By The Associated Press
12.08.04

ATLANTA — A federal judge has issued a split decision of sorts in a feud between Atlanta and three major newspapers over fees the city-run airport charges for news racks.

The case involves a 1996 decision by the city to adopt a policy at Hartsfield-Jackson Atlanta International Airport to remove all boxes that newspapers had placed there, and then lease publishers city-owned boxes.

The Atlanta Journal-Constitution, USA TODAY and The New York Times sued on First Amendment grounds. A federal judge issued an injunction blocking the policy, but an appeals court overturned a part of that decision and kicked the case back to the lower court to allow the city to present an acceptable plan for news racks at the airport.

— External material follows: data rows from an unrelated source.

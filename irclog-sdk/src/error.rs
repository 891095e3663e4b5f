//! Error types shared across the SDK.

/// Errors that unwind out of a session tick or the client loop.
///
/// Everything except [`Error::Interrupted`] is a connection fault: the client
/// reports it, backs off, and moves on to the next server.
#[derive(Debug, thiserror::Error)]
pub enum Error {
    #[error("connection closed by remote")]
    ConnectionClosed,

    #[error("connection timed out")]
    Timeout,

    #[error("incoming line exceeds {limit} bytes without a delimiter")]
    LineTooLong { limit: usize },

    #[error("invalid configuration: {0}")]
    Config(String),

    #[error("interrupted")]
    Interrupted,

    #[error(transparent)]
    Io(#[from] std::io::Error),

    /// A handler or observer failed.
    #[error(transparent)]
    Other(#[from] anyhow::Error),
}

impl Error {
    /// True for the deliberate-interrupt case, which must never be retried.
    pub fn is_interrupt(&self) -> bool {
        matches!(self, Error::Interrupted)
    }
}

pub type Result<T, E = Error> = std::result::Result<T, E>;

/// A received line could not be decoded with any of the configured encodings.
#[derive(Debug, thiserror::Error)]
#[error("could not decode {} byte line with any supported encoding", line.len())]
pub struct DecodeError {
    /// The undecodable line, without its delimiter.
    pub line: Vec<u8>,
}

In a ruling issued Dec. 2, U.S. District Judge Richard W. Story ordered the three newspapers to pay the city nearly $350,000 in back rent and interest for news racks. However, he also ordered the city to pay the three newspapers $1.35 million in attorney’s fees and expenses.

Unless the city appeals, the 8-year-old case will be over, said Eric Schroeder, a lawyer for USA TODAY.

“Yes, it’s a split decision, but the publishers got more money than expected and the city got less money than expected,” Schroeder said yesterday.

City Attorney Linda DiSantis said no decision had been made on whether to appeal. She said she had received Story’s ruling on Dec. 6 and had not had a chance to discuss it with airport officials.

The order says The Atlanta Journal-Constitution must pay $240,072.60, The New York Times must pay $18,771.60 and USA TODAY must pay $90,801.39. The judge ordered the city to pay The Atlanta Journal-Constitution $678,487.80, The New York Times $16,200.28 and USA TODAY $659,016.38.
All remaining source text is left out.